The Gardener's Guide to Growing Hostas is aimed principally at amateur gardeners and, to a lesser extent, at professional horticulturists. Chapters on cultivation, propagation, and breeding provide the detailed information necessary to grow and maintain Hostas in virtually all temperate climates. The horticultural varieties appear to be less well-suited for tropical or subtropical gardens, although the brief summary of the state of Hosta horticulture in Australia (1/2 page) illustrates that they can be grown in the antipodal heat as well.

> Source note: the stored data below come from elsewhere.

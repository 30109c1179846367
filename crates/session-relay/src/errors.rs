//! Session relay error types.
//!
//! Most client mistakes (unauthorized host ops, unknown targets, malformed
//! frames) are silently dropped at the point of handling and never surface
//! as an error value. `RelayError` covers the cases that do need to
//! propagate: startup failures, RNG failures, and the one admission error
//! that is reported to the client as an `error` frame.

use thiserror::Error;

/// Session relay error type.
#[derive(Debug, Error)]
pub enum RelayError {
    /// Configuration error (bad env var, unparseable value).
    #[error("Configuration error: {0}")]
    Config(String),

    /// A video-mode join arrived for a session with no host present.
    #[error("No host found for session: {0}")]
    NoHost(String),

    /// Session not found.
    #[error("Session not found: {0}")]
    SessionNotFound(String),

    /// The registry actor is gone (shutdown in progress).
    #[error("Registry unavailable")]
    RegistryUnavailable,

    /// Internal error with context.
    #[error("Internal error: {0}")]
    Internal(String),
}

impl RelayError {
    /// Returns a client-safe error message (no internal details).
    ///
    /// `NoHost` is the only variant the wire protocol ever reports to a
    /// client; its text is part of the protocol contract.
    pub fn client_message(&self) -> String {
        match self {
            RelayError::NoHost(_) => "No host found for this session".to_string(),
            RelayError::SessionNotFound(_) => "Session not found".to_string(),
            RelayError::Config(_) | RelayError::RegistryUnavailable | RelayError::Internal(_) => {
                "An internal error occurred".to_string()
            }
        }
    }
}

#[cfg(test)]
mod tests {
    use super::*;

    #[test]
    fn no_host_client_message_matches_wire_contract() {
        let err = RelayError::NoHost("abc123def".to_string());
        assert_eq!(err.client_message(), "No host found for this session");
    }

    #[test]
    fn internal_details_do_not_leak_to_clients() {
        let err = RelayError::Internal("mpsc channel closed at session.rs:42".to_string());
        assert_eq!(err.client_message(), "An internal error occurred");
        assert!(err.to_string().contains("mpsc channel closed"));

        let err = RelayError::Config("RELAY_BIND_ADDRESS unparseable".to_string());
        assert_eq!(err.client_message(), "An internal error occurred");
    }
}
impl SessionRegistryHandle {
    /// Create a new `SessionRegistryActor` and return a handle to it.
    ///
    /// This spawns the actor task and returns immediately.
    #[must_use]
    pub fn new(config: &Config) -> Self {
        let (sender, receiver) = mpsc::channel(REGISTRY_CHANNEL_BUFFER);
        let cancel_token = CancellationToken::new();
        let metrics = RelayMetrics::new();

        let actor = SessionRegistryActor {
            receiver,
            self_sender: sender.clone(),
            cancel_token: cancel_token.clone(),
            sessions: HashMap::new(),
            session_mailbox_capacity: config.session_mailbox_capacity,
            whiteboard_end_grace: Duration::from_secs(config.whiteboard_end_grace_seconds),
            metrics: Arc::clone(&metrics),
        };

        tokio::spawn(actor.run());

        Self {
            sender,
            cancel_token,
            metrics,
        }
    }

    /// Shared relay counters.
    #[must_use]
    pub fn metrics(&self) -> Arc<RelayMetrics> {
        Arc::clone(&self.metrics)
    }

    /// Allocate a fresh session id, creating an empty session for it.
    pub async fn allocate_session(&self) -> Result<String, RelayError> {
        let (tx, rx) = oneshot::channel();
        self.sender
            .send(RegistryMessage::AllocateSession { respond_to: tx })
            .await
            .map_err(|_| RelayError::RegistryUnavailable)?;
        rx.await.map_err(|_| RelayError::RegistryUnavailable)?
    }

    /// Get a handle to a session's mailbox, creating the session if needed.
    pub async fn get_or_create_session(&self, session_id: String) -> Result<SessionLink, RelayError> {
        let (tx, rx) = oneshot::channel();
        self.sender
            .send(RegistryMessage::GetOrCreateSession {
                session_id,
                respond_to: tx,
            })
            .await
            .map_err(|_| RelayError::RegistryUnavailable)?;
        rx.await.map_err(|_| RelayError::RegistryUnavailable)?
    }

    /// Look up a session's status without creating it.
    pub async fn session_status(&self, session_id: String) -> Result<SessionStatus, RelayError> {
        let (tx, rx) = oneshot::channel();
        self.sender
            .send(RegistryMessage::GetSessionStatus {
                session_id,
                respond_to: tx,
            })
            .await
            .map_err(|_| RelayError::RegistryUnavailable)?;
        rx.await.map_err(|_| RelayError::RegistryUnavailable)
    }

    /// Registry-wide status.
    pub async fn status(&self) -> Result<RegistryStatus, RelayError> {
        let (tx, rx) = oneshot::channel();
        self.sender
            .send(RegistryMessage::GetStatus { respond_to: tx })
            .await
            .map_err(|_| RelayError::RegistryUnavailable)?;
        rx.await.map_err(|_| RelayError::RegistryUnavailable)
    }

    /// Cancel the registry and every session under it.
    pub fn shutdown(&self) {
        self.cancel_token.cancel();
    }
}
//! Session Relay
//!
//! WebSocket coordination server for real-time multi-party sessions.
//!
//! # Startup Flow
//!
//! 1. Load configuration from environment
//! 2. Spawn the registry actor
//! 3. Bind the HTTP/WebSocket listener
//! 4. Mark ready and serve until SIGTERM/Ctrl+C
//! 5. On shutdown: mark not-ready, stop accepting, cancel the actor tree

use std::sync::Arc;
use std::time::Duration;

use anyhow::Context;
use session_relay::actors::SessionRegistryHandle;
use session_relay::config::Config;
use session_relay::observability::HealthState;
use session_relay::routes::{build_routes, AppState};
use tokio::signal;
use tracing::{error, info};
use tracing_subscriber::{layer::SubscriberExt, util::SubscriberInitExt};

#[tokio::main]
async fn main() -> anyhow::Result<()> {
    tracing_subscriber::registry()
        .with(
            tracing_subscriber::EnvFilter::try_from_default_env()
                .unwrap_or_else(|_| "session_relay=debug,tower_http=debug".into()),
        )
        .with(tracing_subscriber::fmt::layer())
        .init();

    info!("Starting session relay");

    let config = Config::from_env().map_err(|e| {
        error!(error = %e, "Failed to load configuration");
        e
    })?;

    info!(
        bind_address = %config.bind_address,
        whiteboard_end_grace_seconds = config.whiteboard_end_grace_seconds,
        session_mailbox_capacity = config.session_mailbox_capacity,
        connection_buffer = config.connection_buffer,
        "Configuration loaded successfully"
    );

    let health_state = Arc::new(HealthState::new());
    let registry = SessionRegistryHandle::new(&config);

    let state = Arc::new(AppState {
        registry: registry.clone(),
        config: config.clone(),
    });
    let app = build_routes(state, Arc::clone(&health_state));

    let listener = tokio::net::TcpListener::bind(&config.bind_address)
        .await
        .with_context(|| format!("Failed to bind to {}", config.bind_address))?;
    info!(addr = %config.bind_address, "Listener bound successfully");

    health_state.set_ready();

    let shutdown_health = Arc::clone(&health_state);
    let server = axum::serve(listener, app).with_graceful_shutdown(async move {
        shutdown_signal().await;
        info!("Shutdown signal received, initiating graceful shutdown...");
        // Stop routing new traffic here before the listener closes.
        shutdown_health.set_not_ready();
    });

    server.await.context("Server failed")?;

    // Cancel the actor tree and give in-flight teardown a moment.
    registry.shutdown();
    tokio::time::sleep(Duration::from_millis(200)).await;

    let metrics = registry.metrics();
    info!(
        sessions = metrics.session_count(),
        connections = metrics.connection_count(),
        frames_relayed = metrics.frames_relayed(),
        frames_dropped = metrics.frames_dropped(),
        "Session relay stopped"
    );
    Ok(())
}

/// Wait for Ctrl+C or SIGTERM.
///
/// Panics if signal handlers cannot be installed. This is acceptable because
/// without signal handlers, we cannot gracefully shut down the service.
async fn shutdown_signal() {
    let ctrl_c = async {
        #[expect(
            clippy::expect_used,
            reason = "Signal handler installation is critical - panic is appropriate if it fails"
        )]
        signal::ctrl_c()
            .await
            .expect("Failed to install Ctrl+C handler");
    };

    #[cfg(unix)]
    let terminate = async {
        #[expect(
            clippy::expect_used,
            reason = "Signal handler installation is critical - panic is appropriate if it fails"
        )]
        signal::unix::signal(signal::unix::SignalKind::terminate())
            .expect("Failed to install SIGTERM handler")
            .recv()
            .await;
    };

    #[cfg(not(unix))]
    let terminate = std::future::pending::<()>();

    tokio::select! {
        () = ctrl_c => {}
        () = terminate => {}
    }
}
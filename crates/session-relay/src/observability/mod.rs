//! Observability surface: health probes for orchestration and relay-wide
//! counters.

pub mod health;
pub mod metrics;

pub use health::{health_router, HealthState};
pub use metrics::RelayMetrics;
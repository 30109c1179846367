//! Relay-wide counters, kept as plain atomics.
//!
//! One `RelayMetrics` instance is shared between the registry (session
//! lifecycle), session actors (frame delivery), and the connection layer
//! (socket lifecycle). All fields are atomic for lock-free concurrent
//! access; readers get point-in-time values, not a consistent snapshot
//! across fields.

use std::sync::atomic::{AtomicU64, AtomicUsize, Ordering};
use std::sync::Arc;

/// Aggregated counters for the relay.
#[derive(Debug, Default)]
pub struct RelayMetrics {
    /// Sessions currently held by the registry.
    active_sessions: AtomicUsize,
    /// WebSocket connections currently open.
    active_connections: AtomicUsize,
    /// Frames successfully handed to an outbound channel.
    frames_relayed: AtomicU64,
    /// Frames dropped because the recipient's channel was full or closed.
    frames_dropped: AtomicU64,
}

impl RelayMetrics {
    /// Create a new shared metrics instance.
    #[must_use]
    pub fn new() -> Arc<Self> {
        Arc::new(Self::default())
    }

    /// Increment the active session count.
    pub fn session_created(&self) {
        self.active_sessions.fetch_add(1, Ordering::Relaxed);
    }

    /// Decrement the active session count.
    pub fn session_removed(&self) {
        self.active_sessions.fetch_sub(1, Ordering::Relaxed);
    }

    /// Increment the open connection count.
    pub fn connection_opened(&self) {
        self.active_connections.fetch_add(1, Ordering::Relaxed);
    }

    /// Decrement the open connection count.
    pub fn connection_closed(&self) {
        self.active_connections.fetch_sub(1, Ordering::Relaxed);
    }

    /// Record a frame delivered to an outbound channel.
    pub fn record_frame_relayed(&self) {
        self.frames_relayed.fetch_add(1, Ordering::Relaxed);
    }

    /// Record a frame dropped on a full or closed outbound channel.
    pub fn record_frame_dropped(&self) {
        self.frames_dropped.fetch_add(1, Ordering::Relaxed);
    }

    /// Current session count.
    #[must_use]
    pub fn session_count(&self) -> usize {
        self.active_sessions.load(Ordering::Relaxed)
    }

    /// Current open connection count.
    #[must_use]
    pub fn connection_count(&self) -> usize {
        self.active_connections.load(Ordering::Relaxed)
    }

    /// Total frames relayed since startup.
    #[must_use]
    pub fn frames_relayed(&self) -> u64 {
        self.frames_relayed.load(Ordering::Relaxed)
    }

    /// Total frames dropped since startup.
    #[must_use]
    pub fn frames_dropped(&self) -> u64 {
        self.frames_dropped.load(Ordering::Relaxed)
    }
}

#[cfg(test)]
#[allow(clippy::unwrap_used, clippy::expect_used)]
mod tests {
    use super::*;

    #[test]
    fn test_session_and_connection_counts() {
        let metrics = RelayMetrics::new();

        assert_eq!(metrics.session_count(), 0);
        assert_eq!(metrics.connection_count(), 0);

        metrics.session_created();
        metrics.session_created();
        assert_eq!(metrics.session_count(), 2);

        metrics.connection_opened();
        metrics.connection_opened();
        metrics.connection_opened();
        assert_eq!(metrics.connection_count(), 3);

        metrics.session_removed();
        assert_eq!(metrics.session_count(), 1);

        metrics.connection_closed();
        assert_eq!(metrics.connection_count(), 2);
    }

    #[test]
    fn test_frame_counters_only_grow() {
        let metrics = RelayMetrics::new();

        metrics.record_frame_relayed();
        metrics.record_frame_relayed();
        metrics.record_frame_dropped();

        assert_eq!(metrics.frames_relayed(), 2);
        assert_eq!(metrics.frames_dropped(), 1);
    }
}
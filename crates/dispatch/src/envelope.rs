//! Response envelope and the values that feed it.
//!
//! Every reply the gateway writes, success or failure and whichever transport
//! served it, is a [`ResponseEnvelope`]. Adapters report success as a
//! [`Delivery`]; the dispatcher turns either into a [`Reply`].

use serde::{Deserialize, Serialize};
use serde_json::Value;

/// Message used when a failure is constructed with an empty message.
const GENERIC_FAILURE_MESSAGE: &str = "request failed";

// ---------------------------------------------------------------------------
// Envelope
// ---------------------------------------------------------------------------

/// The canonical `{ error, message, data }` reply body.
///
/// Fields are private so the two invariants cannot be broken after
/// construction:
///
/// - `error == true` implies `data` is absent.
/// - `message` is non-empty when `error == true`.
///
/// Deserialisation enforces the same rules and rejects bodies that violate
/// them.
#[derive(Debug, Clone, PartialEq, Serialize, Deserialize)]
#[serde(try_from = "WireEnvelope")]
pub struct ResponseEnvelope {
    error: bool,
    message: String,
    #[serde(skip_serializing_if = "Option::is_none")]
    data: Option<Value>,
}

impl ResponseEnvelope {
    /// Creates a success envelope.
    ///
    /// A JSON `null` in `data` is treated as absent so the envelope reads back
    /// identically after a round trip.
    pub fn success(message: impl Into<String>, data: Option<Value>) -> Self {
        Self {
            error: false,
            message: message.into(),
            data: data.filter(|value| !value.is_null()),
        }
    }

    /// Creates a failure envelope. Never carries data.
    pub fn failure(message: impl Into<String>) -> Self {
        let message = message.into();
        Self {
            error: true,
            message: if message.is_empty() {
                GENERIC_FAILURE_MESSAGE.to_owned()
            } else {
                message
            },
            data: None,
        }
    }

    /// Returns `true` for failure envelopes.
    pub fn is_error(&self) -> bool {
        self.error
    }

    /// Human-readable outcome; never empty on failure.
    pub fn message(&self) -> &str {
        &self.message
    }

    /// Success payload, if any. Always `None` on failure.
    pub fn data(&self) -> Option<&Value> {
        self.data.as_ref()
    }
}

/// Lenient shape used only as the deserialisation source for
/// [`ResponseEnvelope`].
#[derive(Deserialize)]
struct WireEnvelope {
    #[serde(default)]
    error: bool,
    #[serde(default)]
    message: String,
    #[serde(default)]
    data: Option<Value>,
}

impl TryFrom<WireEnvelope> for ResponseEnvelope {
    type Error = String;

    fn try_from(wire: WireEnvelope) -> Result<Self, Self::Error> {
        if wire.error {
            if wire.data.is_some() {
                return Err("an error envelope must not carry data".to_owned());
            }
            if wire.message.is_empty() {
                return Err("an error envelope must carry a message".to_owned());
            }
            return Ok(Self::failure(wire.message));
        }
        Ok(Self::success(wire.message, wire.data))
    }
}

// ---------------------------------------------------------------------------
// Adapter success values
// ---------------------------------------------------------------------------

/// How far a successful delivery is known to have progressed.
#[derive(Debug, Clone, Copy, PartialEq, Eq, Hash)]
pub enum Confirmation {
    /// The downstream service processed the request and answered.
    Confirmed,
    /// An intermediary (the queue broker) accepted the request; the downstream
    /// service has not necessarily seen it yet.
    Accepted,
}

/// What an adapter returns when its transport call succeeded.
#[derive(Debug, Clone, PartialEq)]
pub struct Delivery {
    /// Human-readable success message for the caller.
    pub message: String,
    /// Optional data forwarded to the caller (e.g. the authenticated identity).
    pub data: Option<Value>,
    /// Delivery guarantee achieved.
    pub confirmation: Confirmation,
}

impl Delivery {
    /// A delivery confirmed by the downstream service.
    pub fn confirmed(message: impl Into<String>) -> Self {
        Self {
            message: message.into(),
            data: None,
            confirmation: Confirmation::Confirmed,
        }
    }

    /// A delivery only accepted by an intermediary.
    pub fn accepted(message: impl Into<String>) -> Self {
        Self {
            message: message.into(),
            data: None,
            confirmation: Confirmation::Accepted,
        }
    }

    /// Attaches data to forward to the caller.
    #[must_use]
    pub fn with_data(mut self, data: Value) -> Self {
        self.data = Some(data);
        self
    }
}

// ---------------------------------------------------------------------------
// Reply
// ---------------------------------------------------------------------------

/// Outer status the gateway endpoint writes alongside the envelope.
///
/// Kept transport-neutral here; the endpoint maps it onto an HTTP status.
#[derive(Debug, Clone, Copy, PartialEq, Eq, Hash)]
pub enum ReplyStatus {
    /// 200: completed and confirmed.
    Ok,
    /// 202: accepted for asynchronous delivery.
    Accepted,
    /// 400: unknown action or payload not matching the action.
    BadRequest,
    /// 401: the identity service rejected the credentials.
    Unauthorized,
    /// 500: the gateway could not hand the request off (queue publish failed).
    InternalError,
    /// 502: a downstream service failed or could not be reached.
    BadGateway,
}

impl ReplyStatus {
    /// Returns the numeric HTTP status code.
    pub fn as_u16(self) -> u16 {
        match self {
            ReplyStatus::Ok => 200,
            ReplyStatus::Accepted => 202,
            ReplyStatus::BadRequest => 400,
            ReplyStatus::Unauthorized => 401,
            ReplyStatus::InternalError => 500,
            ReplyStatus::BadGateway => 502,
        }
    }
}

/// The dispatcher's complete answer to one inbound request.
#[derive(Debug, Clone, PartialEq)]
pub struct Reply {
    pub status: ReplyStatus,
    pub envelope: ResponseEnvelope,
}

impl Reply {
    /// Builds a success reply from an adapter delivery.
    pub fn from_delivery(delivery: Delivery) -> Self {
        let status = match delivery.confirmation {
            Confirmation::Confirmed => ReplyStatus::Ok,
            Confirmation::Accepted => ReplyStatus::Accepted,
        };
        Self {
            status,
            envelope: ResponseEnvelope::success(delivery.message, delivery.data),
        }
    }

    /// Builds a failure reply.
    pub fn failure(status: ReplyStatus, message: impl Into<String>) -> Self {
        Self {
            status,
            envelope: ResponseEnvelope::failure(message),
        }
    }
}
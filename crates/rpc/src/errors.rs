//! RPC error type.

use std::time::Duration;

use thiserror::Error;

/// Errors raised by either side of the binary RPC protocol.
#[derive(Debug, Error)]
pub enum RpcError {
    /// The TCP connection to the server could not be established.
    #[error("failed to connect to {address}: {source}")]
    Connect {
        /// Address that was dialled.
        address: String,
        #[source]
        source: std::io::Error,
    },

    /// The call did not complete before its deadline.
    #[error("call did not complete within {0:?}")]
    DeadlineExceeded(Duration),

    /// Reading or writing a frame failed.
    #[error("frame i/o failed: {0}")]
    Io(#[from] std::io::Error),

    /// A frame body could not be encoded or decoded.
    #[error("frame codec failed: {0}")]
    Codec(String),

    /// The peer closed the connection before replying.
    #[error("connection closed before a reply arrived")]
    Closed,

    /// The reply does not belong to the call that was sent.
    #[error("reply sequence {got} does not match call sequence {expected}")]
    SequenceMismatch {
        expected: u64,
        got: u64,
    },

    /// The remote procedure ran and returned an error.
    #[error("remote procedure failed: {0}")]
    Remote(String),
}
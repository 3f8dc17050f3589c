//! Binary request/response RPC.
//!
//! A deliberately small protocol for calling named procedures on the log
//! service over TCP:
//!
//! ```text
//! ┌────────────────────┬──────────────────────────────┐
//! │ length: u32 (BE)   │ bincode(RpcCall | RpcReply)  │
//! └────────────────────┴──────────────────────────────┘
//! ```
//!
//! A call carries a sequence number, a method name such as
//! `RPCServer.LogInfo`, and bincode-encoded arguments. The reply echoes the
//! sequence number and carries either the bincode-encoded result or an error
//! string produced by the remote procedure.
//!
//! ## Architectural Layer
//!
//! **Infrastructure.** [`RpcLogWriter`] implements [`dispatch::LogWriter`];
//! [`serve`] and [`LogInfoService`] are the log service's side of the same
//! protocol.
//!
//! ## Connections
//!
//! The client dials a new connection per call and drops it when the call
//! ends. Log-write volume is moderate, so the handshake cost is accepted in
//! exchange for never holding a stale socket.

pub mod client;
pub mod errors;
pub mod frame;
pub mod log;
pub mod server;

pub use client::RpcClient;
pub use errors::RpcError;
pub use frame::{LogArgs, RpcCall, RpcReply, LOG_INFO_METHOD, MAX_FRAME_LENGTH};
pub use log::RpcLogWriter;
pub use server::{serve, LogInfoHandler, LogInfoService, RpcHandler};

The section on garden uses presents a variety of well-conceived plantings that can show off the different foliage types to their best advantage.
Chapters on 'people and their plants', growing Hostas for exhibition (by Richard Ford), and chapters on regional collections and cultivation (Japan, by William Burto; North America, by Warren Pollack; Europe, by Ullrich Fisher; Australasia, by Gordon Collier) provide the reader with an entree into the history of the development of respected horticultural varieties and the current world of Hosta fanciers. Diana Grenfell, as well as all the chapter contributors, are leading members of Hosta societies in their home countries and internationally, and they convey well the excitement that must transpire in gatherings of Hosta aficionados.
The bulk of the book is a comprehensive listing and description of all the varieties of Hosta that are currently in cultivation. Most varieties are illustrated with photographs, either in this section, or elsewhere throughout the book. This section, along with the appendices listing names and addresses of growers and merchants of Hostas, locations and visiting hours of reference collections and notable Hosta gardens, and the three principal Hosta societies (Britain, USA, and the Netherlands) would enable anyone to begin, maintain, or expand their collection of Hostas.
Systematics and nomenclature of Hosta is now reasonably stable. Piers Trehane's short chapter on conventions for naming new Hosta cultivars lays out the current procedures for registering new varieties according to the 1995 edition of the International Code of Nomenclature for Cultivated Plants. Currently, all cultivars are maintained and registered through the International Registration Authority for Hosta based at the University of Minnesota Landscape Arboretum. 'Good' species and cultivars of Hosta were distinguished by W. George Schmid in his 1991 book, The Genus Hosta, and Grenfell's chapter on the history, habitat, and classification of the genus follows Schmid's division of Hosta into three subgenera (Hosta, Bryocles, Giboshi) based principally on geographical distribution. Interestingly (at least to this horticultural novice), while species are distinguished (as expected) principally on the basis of floral characters, Hostas are valued in gardens for its striking foliage, and virtually every new cultivar is bred for unique leaf characteristics and overall plant shape.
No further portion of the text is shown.